Yes and no. The average term of error on polls this far out is 10.3%, but that's heavily skewed by 1964, 1980 and 1992 which all had wrongness margins of 25%+. These all stemmed from very unusual circumstances which didn't actually have anything to do with the campaigns themselves (i.e., the month after Kennedy's death, over 70% of Americans said they'd vote Democrat which obviously wasn't going to endure, Perot's surprise entrance in 1992 as a viable third-party totally changed the terms of the race, and Carter had the Iran hostage crisis). If you exclude those 3, then the average term of error on polls this far out is 6.3% (and the margin of error almost always flows *away* from the incumbent party, there are almost never surprises *in favour* of incumbent parties).

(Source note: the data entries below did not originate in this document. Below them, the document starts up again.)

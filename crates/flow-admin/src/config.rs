//! 配置管理
//!
//! 从配置文件与环境变量加载队列服务配置，支持验证、保存与重新加载

use anyhow::{Context, Result};
use config::{Config, Environment, File};
use flow_core::FacilityState;
use flow_queue::{AdvisorConfig, EstimatorConfig, PageLimits, QueueSettings, SymptomPriorityTable};
use serde::{Deserialize, Serialize};
use std::sync::Arc;
use tokio::sync::RwLock;
use tracing::{error, info};

/// 配置管理器
#[derive(Debug)]
pub struct ConfigManager {
    /// 配置数据
    config: Arc<RwLock<FlowConfig>>,
    /// 配置文件路径
    config_path: String,
    /// 配置验证器
    validator: ConfigValidator,
}

/// 患者流转系统完整配置
#[derive(Debug, Clone, PartialEq, Serialize, Deserialize, Default)]
#[serde(default)]
pub struct FlowConfig {
    /// 服务器配置
    pub server: ServerConfig,
    /// 日志配置
    pub logging: LoggingConfig,
    /// 等待估算配置
    pub estimator: EstimatorConfig,
    /// 症状优先级表
    pub classifier: SymptomPriorityTable,
    /// 资源建议配置
    pub advisor: AdvisorConfig,
    /// 队列分页配置
    pub worklist: PageLimits,
    /// 初始院区状态
    pub facility: FacilityState,
}

/// 服务器配置
#[derive(Debug, Clone, PartialEq, Serialize, Deserialize)]
#[serde(default)]
pub struct ServerConfig {
    /// 服务器名称
    pub name: String,
    /// 监听主机
    pub host: String,
    /// 监听端口
    pub port: u16,
    /// 请求超时时间（秒）
    pub request_timeout_secs: u64,
}

/// 日志配置
#[derive(Debug, Clone, PartialEq, Serialize, Deserialize)]
#[serde(default)]
pub struct LoggingConfig {
    /// 日志级别
    pub level: String,
    /// 日志格式: "text" 或 "json"
    pub format: String,
}

impl LoggingConfig {
    pub fn is_json(&self) -> bool {
        self.format.eq_ignore_ascii_case("json")
    }
}

impl FlowConfig {
    /// 转换为队列服务参数
    pub fn to_queue_settings(&self) -> QueueSettings {
        QueueSettings {
            facility: self.facility.clone(),
            symptom_table: self.classifier.clone(),
            estimator: self.estimator.clone(),
            advisor: self.advisor.clone(),
            page_limits: self.worklist,
        }
    }
}

/// 配置验证器
#[derive(Debug)]
pub struct ConfigValidator {
    /// 验证规则
    validation_rules: Vec<ValidationRule>,
}

/// 验证规则
#[derive(Debug)]
struct ValidationRule {
    /// 字段路径
    field_path: &'static str,
    /// 验证函数
    validator: fn(&FlowConfig) -> Result<()>,
    /// 错误消息
    error_message: &'static str,
}

impl ConfigManager {
    /// 创建新的配置管理器，加载后立即验证
    pub fn new(config_path: &str) -> Result<Self> {
        let config = Self::load_config(config_path)?;
        let validator = ConfigValidator::new();
        validator.validate(&config)?;

        Ok(Self {
            config: Arc::new(RwLock::new(config)),
            config_path: config_path.to_string(),
            validator,
        })
    }

    /// 从文件加载配置，环境变量 `FLOW_<SECTION>__<KEY>` 覆盖文件中的值
    fn load_config(config_path: &str) -> Result<FlowConfig> {
        let settings = Config::builder()
            .add_source(File::with_name(config_path))
            .add_source(
                Environment::with_prefix("FLOW")
                    .prefix_separator("_")
                    .separator("__")
                    .try_parsing(true),
            )
            .build()
            .with_context(|| format!("Failed to read configuration from {}", config_path))?;

        let config: FlowConfig = settings
            .try_deserialize()
            .context("Failed to deserialize configuration")?;

        info!("Configuration loaded successfully from: {}", config_path);
        Ok(config)
    }

    /// 获取配置
    pub async fn get_config(&self) -> FlowConfig {
        let config = self.config.read().await;
        config.clone()
    }

    /// 配置文件路径
    pub fn config_path(&self) -> &str {
        &self.config_path
    }

    /// 更新配置
    pub async fn update_config(&self, new_config: FlowConfig) -> Result<()> {
        // 验证新配置
        self.validator.validate(&new_config)?;

        {
            let mut config = self.config.write().await;
            *config = new_config;
        }

        self.save_config().await?;

        info!("Configuration updated successfully");
        Ok(())
    }

    /// 保存配置到文件
    async fn save_config(&self) -> Result<()> {
        let config = self.config.read().await;
        let config_str =
            toml::to_string_pretty(&*config).context("Failed to serialize configuration")?;

        tokio::fs::write(&self.config_path, config_str)
            .await
            .context("Failed to write configuration file")?;

        info!("Configuration saved to: {}", self.config_path);
        Ok(())
    }

    /// 重新加载配置
    pub async fn reload_config(&self) -> Result<()> {
        let new_config = Self::load_config(&self.config_path)?;
        self.validator.validate(&new_config)?;

        let mut config = self.config.write().await;
        *config = new_config;

        info!("Configuration reloaded from: {}", self.config_path);
        Ok(())
    }

    /// 验证当前配置
    pub async fn validate_config(&self) -> Result<()> {
        let config = self.config.read().await;
        self.validator.validate(&config)
    }
}

impl ConfigValidator {
    /// 创建新的配置验证器
    pub fn new() -> Self {
        let validation_rules = vec![
            ValidationRule {
                field_path: "server.port",
                validator: |config| {
                    if config.server.port == 0 {
                        Err(anyhow::anyhow!("Server port cannot be 0"))
                    } else {
                        Ok(())
                    }
                },
                error_message: "Invalid server port",
            },
            ValidationRule {
                field_path: "estimator",
                validator: |config| Ok(config.estimator.validate()?),
                error_message: "Invalid estimator settings",
            },
            ValidationRule {
                field_path: "classifier",
                validator: |config| Ok(config.classifier.validate()?),
                error_message: "Invalid symptom priority table",
            },
            ValidationRule {
                field_path: "advisor",
                validator: |config| Ok(config.advisor.validate()?),
                error_message: "Invalid advisor settings",
            },
            ValidationRule {
                field_path: "facility",
                validator: |config| Ok(config.facility.validate()?),
                error_message: "Invalid facility state",
            },
            ValidationRule {
                field_path: "worklist",
                validator: |config| {
                    let limits = &config.worklist;
                    if limits.default_page_size == 0 || limits.max_page_size == 0 {
                        Err(anyhow::anyhow!("Page sizes cannot be 0"))
                    } else if limits.default_page_size > limits.max_page_size {
                        Err(anyhow::anyhow!(
                            "Default page size {} exceeds max page size {}",
                            limits.default_page_size,
                            limits.max_page_size
                        ))
                    } else {
                        Ok(())
                    }
                },
                error_message: "Invalid worklist page limits",
            },
        ];

        Self { validation_rules }
    }

    /// 验证配置
    pub fn validate(&self, config: &FlowConfig) -> Result<()> {
        for rule in &self.validation_rules {
            if let Err(e) = (rule.validator)(config) {
                error!("Configuration validation failed for {}: {}", rule.field_path, e);
                return Err(anyhow::anyhow!("{}: {}", rule.error_message, e));
            }
        }

        info!("Configuration validation passed");
        Ok(())
    }
}

impl Default for ConfigValidator {
    fn default() -> Self {
        Self::new()
    }
}

impl Default for ServerConfig {
    fn default() -> Self {
        Self {
            name: "Patient-Flow".to_string(),
            host: "0.0.0.0".to_string(),
            port: 8080,
            request_timeout_secs: 30,
        }
    }
}

impl Default for LoggingConfig {
    fn default() -> Self {
        Self {
            level: "info".to_string(),
            format: "text".to_string(),
        }
    }
}

#[cfg(test)]
mod tests {
    use super::*;
    use flow_core::Department;
    use std::path::PathBuf;

    fn temp_config(name: &str, contents: &str) -> PathBuf {
        let path = std::env::temp_dir().join(format!(
            "flow-config-{}-{}.toml",
            name,
            std::process::id()
        ));
        std::fs::write(&path, contents).unwrap();
        path
    }

    #[test]
    fn test_default_config_is_valid() {
        let config = FlowConfig::default();
        assert!(ConfigValidator::new().validate(&config).is_ok());
        assert_eq!(config.estimator.baseline.low, 60.0);
        assert_eq!(config.worklist.default_page_size, 50);
    }

    #[test]
    fn test_validation_rules() {
        let validator = ConfigValidator::new();

        let mut config = FlowConfig::default();
        config.server.port = 0;
        assert!(validator.validate(&config).is_err());

        let mut config = FlowConfig::default();
        config.estimator.jitter_max = 0.5;
        assert!(validator.validate(&config).is_err());

        let mut config = FlowConfig::default();
        config.worklist.default_page_size = 500;
        assert!(validator.validate(&config).is_err());

        let mut config = FlowConfig::default();
        config.facility.department_loads.insert(Department::Radiology, -1.0);
        assert!(validator.validate(&config).is_err());
    }

    #[test]
    fn test_queue_settings_conversion() {
        let mut config = FlowConfig::default();
        config.worklist.max_page_size = 120;
        config.facility.department_loads.insert(Department::General, 1.7);

        let settings = config.to_queue_settings();
        assert_eq!(settings.page_limits.max_page_size, 120);
        assert_eq!(settings.facility.department_load(Department::General), 1.7);
        assert_eq!(settings.symptom_table.version, config.classifier.version);
    }

    #[tokio::test]
    async fn test_load_partial_file() {
        let path = temp_config(
            "partial",
            r#"
[server]
port = 9100

[estimator.baseline]
critical = 3.0

[facility.department_loads]
emergency = 2.0
"#,
        );

        let manager = ConfigManager::new(path.to_str().unwrap()).unwrap();
        let config = manager.get_config().await;

        assert_eq!(config.server.port, 9100);
        assert_eq!(config.server.host, "0.0.0.0");
        assert_eq!(config.estimator.baseline.critical, 3.0);
        assert_eq!(config.estimator.baseline.low, 60.0);
        assert_eq!(config.facility.department_load(Department::Emergency), 2.0);
        assert!(manager.validate_config().await.is_ok());

        std::fs::remove_file(path).ok();
    }

    #[tokio::test]
    async fn test_invalid_file_rejected() {
        let path = temp_config("invalid", "[server]\nport = 0\n");
        assert!(ConfigManager::new(path.to_str().unwrap()).is_err());
        std::fs::remove_file(path).ok();
    }

    #[tokio::test]
    async fn test_update_saves_and_reloads() {
        let path = temp_config("update", "[server]\nport = 8081\n");
        let manager = ConfigManager::new(path.to_str().unwrap()).unwrap();

        let mut config = manager.get_config().await;
        config.server.port = 8200;
        config.logging.format = "json".to_string();
        manager.update_config(config).await.unwrap();

        manager.reload_config().await.unwrap();
        let reloaded = manager.get_config().await;
        assert_eq!(reloaded.server.port, 8200);
        assert!(reloaded.logging.is_json());

        let mut bad = reloaded.clone();
        bad.server.port = 0;
        assert!(manager.update_config(bad).await.is_err());
        assert_eq!(manager.get_config().await.server.port, 8200);

        std::fs::remove_file(path).ok();
    }
}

In other words, while we can't put an exact figure on it, we can say that if this election's polling conforms to prior election's polling, and there are no external upsets that stem from outside the campaigns themselves, it is more likely than not Clinton would lose Iowa to Rubio.
That's bad.
Like, this is not me being smug or anything. This is me now becoming genuinely worried. I didn't think Clinton could actually lose, so having a bit of jokes about Clinton/Sanders stuff is ultimately okay because they're both better than Republicans. However, these figures are really bad; it is genuinely becoming possible Clinton actually could lose the Presidency.